America, moreover, is trillions of dollars in hock to foreign creditors such as China and Japan. Globalisation may be a splendid thing. But it has not yet repealed history's law that great powers are brought down by debt and economic failure, not by defeat on the battlefield. In fact, America's military might also is less imposing than it was. American aircraft carrier groups, each packing more firepower than most countries, may patrol the seven seas. But resources of manpower and hardware have been stretched desperately thin by the wars in Iraq and Afghanistan. Even if it wanted to, the US could not send troops into Georgia, any more than it could do so into Iran.

Finally, there is America's moral decline. It was all very well yesterday for George Bush to rail against Russia's "bullying and intimidation" of Georgia and to proclaim, in utter disregard of the facts, that "the days of spheres of influence are behind us".

It was none other than the US that set the gold standard for spheres of influence with the Monroe Doctrine, back in 1823. And how, pray, has Washington behaved these past decades towards Cuba and other regimes in its Central American backyard, whose policies it disapproved of? In its determination to prevent Nato from setting up shop in Georgia and Ukraine, and its hostility to the US missile defence installations in the old "near abroad" of Poland and the Czech Republic, Russia is observing Monroe to the letter.

Every great power's foreign policy contains a good dollop of hypocrisy. But America's foreign policy, uniquely, has always had an avowedly moral dimension.
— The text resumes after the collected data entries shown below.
//! Index operations and the list-comprehension driver.

use crate::args::CallArgs;
use crate::context::Context;
use crate::exception::{ExcType, RunResult};
use crate::heap::{HeapData, HeapId};
use crate::intern::Sym;
use crate::types::slice::normalize_index;
use crate::types::{List, Slice};
use crate::value::Value;

use super::{call, protocol};

fn as_index(v: Value) -> Option<i64> {
    match v {
        Value::Int(i) => Some(i),
        Value::Bool(b) => Some(i64::from(b)),
        _ => None,
    }
}

pub(crate) fn get_index(ctx: &mut Context, obj: Value, index: Value) -> RunResult<Value> {
    let Value::Ref(id) = obj else {
        return Err(ExcType::type_error_not_subscriptable(
            &obj.type_name(&ctx.heap),
        ));
    };
    match ctx.heap.get(id) {
        HeapData::Str(s) => {
            let s = s.to_string();
            str_index(ctx, &s, index)
        }
        HeapData::Tuple(items) => {
            let items = items.to_vec();
            match sequence_index(ctx, &items, index, "tuple")? {
                SeqIndex::One(v) => Ok(v),
                SeqIndex::Slice(values) => {
                    ctx.alloc(HeapData::Tuple(values.into_boxed_slice()))
                }
            }
        }
        HeapData::List(list) => {
            let items = list.items.clone();
            match sequence_index(ctx, &items, index, "list")? {
                SeqIndex::One(v) => Ok(v),
                SeqIndex::Slice(values) => ctx.alloc(HeapData::List(List::new(values))),
            }
        }
        HeapData::Dict(_) => match crate::types::dict::dict_find(ctx, id, index)? {
            Some((_, value)) => Ok(value),
            None => {
                let repr = protocol::py_repr(ctx, index)?;
                Err(ExcType::key_error(repr))
            }
        },
        HeapData::Instance(_) => {
            protocol::call_method(ctx, obj, Sym::GetItem.id(), CallArgs::one(index))
        }
        other => Err(ExcType::type_error_not_subscriptable(other.type_of().name())),
    }
}

enum SeqIndex {
    One(Value),
    Slice(Vec<Value>),
}

fn sequence_index(
    ctx: &mut Context,
    items: &[Value],
    index: Value,
    kind: &str,
) -> RunResult<SeqIndex> {
    if let Some(i) = as_index(index) {
        let i = normalize_index(i, items.len(), kind)?;
        return Ok(SeqIndex::One(items[i]));
    }
    if let Some(slice) = as_slice(ctx, index) {
        let resolved = slice.resolve(items.len())?;
        let values: Vec<Value> = resolved.indices().into_iter().map(|i| items[i]).collect();
        return Ok(SeqIndex::Slice(values));
    }
    Err(ExcType::type_error(format!(
        "{kind} indices must be integers or slices"
    )))
}

fn as_slice(ctx: &Context, v: Value) -> Option<Slice> {
    match v {
        Value::Ref(id) => match ctx.heap.get(id) {
            HeapData::Slice(s) => Some(*s),
            _ => None,
        },
        _ => None,
    }
}

fn str_index(ctx: &mut Context, s: &str, index: Value) -> RunResult<Value> {
    if let Some(i) = as_index(index) {
        let chars: Vec<char> = s.chars().collect();
        let i = normalize_index(i, chars.len(), "string")?;
        let ch = chars[i].to_string();
        return ctx.alloc(HeapData::Str(ch.into_boxed_str()));
    }
    if let Some(slice) = as_slice(ctx, index) {
        let chars: Vec<char> = s.chars().collect();
        let resolved = slice.resolve(chars.len())?;
        let text: String = resolved.indices().into_iter().map(|i| chars[i]).collect();
        return ctx.alloc(HeapData::Str(text.into_boxed_str()));
    }
    Err(ExcType::type_error("string indices must be integers or slices"))
}

pub(crate) fn set_index(
    ctx: &mut Context,
    obj: Value,
    index: Value,
    value: Value,
) -> RunResult<()> {
    let Value::Ref(id) = obj else {
        return Err(no_item_assignment(ctx, obj));
    };
    match ctx.heap.get(id) {
        HeapData::List(list) => {
            let len = list.items.len();
            if let Some(i) = as_index(index) {
                let i = normalize_index(i, len, "list")?;
                let HeapData::List(list) = ctx.heap.get_mut(id) else {
                    unreachable!("checked above");
                };
                list.items[i] = value;
                return Ok(());
            }
            if let Some(slice) = as_slice(ctx, index) {
                return splice_list(ctx, id, slice, value);
            }
            Err(ExcType::type_error("list indices must be integers or slices"))
        }
        HeapData::Dict(_) => crate::types::dict::dict_set(ctx, id, index, value),
        HeapData::Instance(_) => {
            protocol::call_method(ctx, obj, Sym::SetItem.id(), CallArgs::two(index, value))?;
            Ok(())
        }
        _ => Err(no_item_assignment(ctx, obj)),
    }
}

fn splice_list(ctx: &mut Context, list_id: HeapId, slice: Slice, value: Value) -> RunResult<()> {
    let replacement: Vec<Value> = match value {
        Value::Ref(vid) => match ctx.heap.get(vid) {
            HeapData::List(l) => l.items.clone(),
            HeapData::Tuple(t) => t.to_vec(),
            _ => return Err(ExcType::type_error("can only assign a list or tuple to a slice")),
        },
        _ => return Err(ExcType::type_error("can only assign a list or tuple to a slice")),
    };
    let HeapData::List(list) = ctx.heap.get_mut(list_id) else {
        unreachable!("splice target is a list");
    };
    let resolved = slice.resolve(list.items.len())?;
    if resolved.step != 1 {
        return Err(ExcType::type_error("slice assignment requires step 1"));
    }
    let start = resolved.start.max(0) as usize;
    let stop = resolved.stop.max(resolved.start).max(0) as usize;
    list.items.splice(start..stop, replacement);
    Ok(())
}

pub(crate) fn del_index(ctx: &mut Context, obj: Value, index: Value) -> RunResult<()> {
    let Value::Ref(id) = obj else {
        return Err(no_item_assignment(ctx, obj));
    };
    match ctx.heap.get(id) {
        HeapData::List(list) => {
            let len = list.items.len();
            let Some(i) = as_index(index) else {
                return Err(ExcType::type_error("list indices must be integers"));
            };
            let i = normalize_index(i, len, "list")?;
            let HeapData::List(list) = ctx.heap.get_mut(id) else {
                unreachable!("checked above");
            };
            list.items.remove(i);
            Ok(())
        }
        HeapData::Dict(_) => match crate::types::dict::dict_remove(ctx, id, index)? {
            Some(_) => Ok(()),
            None => {
                let repr = protocol::py_repr(ctx, index)?;
                Err(ExcType::key_error(repr))
            }
        },
        HeapData::Instance(_) => {
            protocol::call_method(ctx, obj, Sym::DelItem.id(), CallArgs::one(index))?;
            Ok(())
        }
        _ => Err(no_item_assignment(ctx, obj)),
    }
}

fn no_item_assignment(ctx: &Context, obj: Value) -> crate::exception::RunError {
    ExcType::type_error(format!(
        "'{}' object does not support item assignment",
        obj.type_name(&ctx.heap)
    ))
}

/// The list-comprehension instruction: drives the iteration protocol over
/// the iterable, calling the binding closure with each element and
/// appending the expression closure's result.
///
/// Stack on entry: `[expr_fn, bind_fn, iterable]`; on exit: `[list]`.
/// Everything live stays on the frame stack so collections triggered by
/// the closures cannot reclaim it.
pub(super) fn list_comp(ctx: &mut Context) -> RunResult<()> {
    let frame = ctx.frames.last_mut().expect("frame active");
    let base = frame.stack.len();
    let iterable = frame.stack[base - 1];
    let expr_fn = frame.stack[base - 3];
    let bind_fn = frame.stack[base - 2];

    let it = protocol::get_iter(ctx, iterable)?;
    ctx.frames.last_mut().expect("frame active").stack.push(it);
    let list = ctx.alloc(HeapData::List(List::new(Vec::new())))?;
    let Value::Ref(list_id) = list else {
        unreachable!("alloc returns a heap reference");
    };
    ctx.frames.last_mut().expect("frame active").stack.push(list);
    // Stack: [expr_fn, bind_fn, iterable, it, list]

    loop {
        let Some(v) = protocol::iter_next(ctx, it)? else {
            break;
        };
        let frame = ctx.frames.last_mut().expect("frame active");
        frame.stack.push(v);
        call::call_value(ctx, bind_fn, CallArgs::one(v))?;
        ctx.frames.last_mut().expect("frame active").stack.pop();

        let element = call::call_value(ctx, expr_fn, CallArgs::empty())?;
        ctx.frames
            .last_mut()
            .expect("frame active")
            .stack
            .push(element);
        let HeapData::List(l) = ctx.heap.get_mut(list_id) else {
            unreachable!("comprehension result is a list");
        };
        l.items.push(element);
        ctx.frames.last_mut().expect("frame active").stack.pop();
    }

    let frame = ctx.frames.last_mut().expect("frame active");
    frame.stack.truncate(base - 3);
    frame.stack.push(list);
    Ok(())
}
In the past, US claims to be on the side of the angels were broadly buttressed by events. Even to neutrals in the Cold War, it was America, not the Soviet Union, that seemed to be on the right side in that long silent struggle.

However, one of Mr Bush's greatest disservices to his country – and one whose cost his successors will long be counting – is to have made that hypocrisy visible to a child. His entire foreign policy can be read in the key of, "do as we say, not as we do".

So much, however, for American decline. Russia simultaneously has been on the rise, above all thanks to a new weapon (or rather, long dormant old weapon), its natural resources. During the Cold War, Russia's vast energy and mineral wealth was not a big geopolitical factor. They are now. Increasingly Europe's pre-eminent supplier, Moscow can turn the oil and gas tap on and off at will. Several times it has done so in recent years to signal its displeasure with former satrapies such as Ukraine and Georgia. But some countries in central and western Europe are no less vulnerable to energy bullying.

Even so, a reduced imbalance between the old superpower rivals does not translate into a new Cold War, in which Russia offers itself as the Soviet Union redux, an opposite pole and social model for the entire world. What we are witnessing is a reversion to pre-20th century great-power politics, featuring not just a somewhat creaky US and a resurgent Russia, but emerging actors such as China, India and, who knows, maybe Europe as well. In Moscow's case, its current great-power behaviour is fuelled by resentment and a desire for payback, after the humiliations of the Yeltsin era – on a playing field that is now tilted in its direction.

In short, spheres of influence, insofar as they ever went away, are back. Traditionally, if you find yourself in the wrong one, then you try to get another great power to help. That is what Fidel Castro did with the Soviet Union. It is what Georgia tried, and utterly failed to do, in playing the US/Nato card against Russia. And it is why the Poles, after endless prevarication, have suddenly signed on to missile defence. It may infuriate the Russians, but it places American bodies squarely in Moscow's line of fire. The game now is all about spheres of influence and trying to escape them.

That surely would be the conclusion of George Kennan. When he wrote his celebrated The Long Telegram in 1946, Kennan believed – correctly – that the inherent contradictions of the Soviet system would bring about its demise. Alas, spheres of influence will not go away so easily.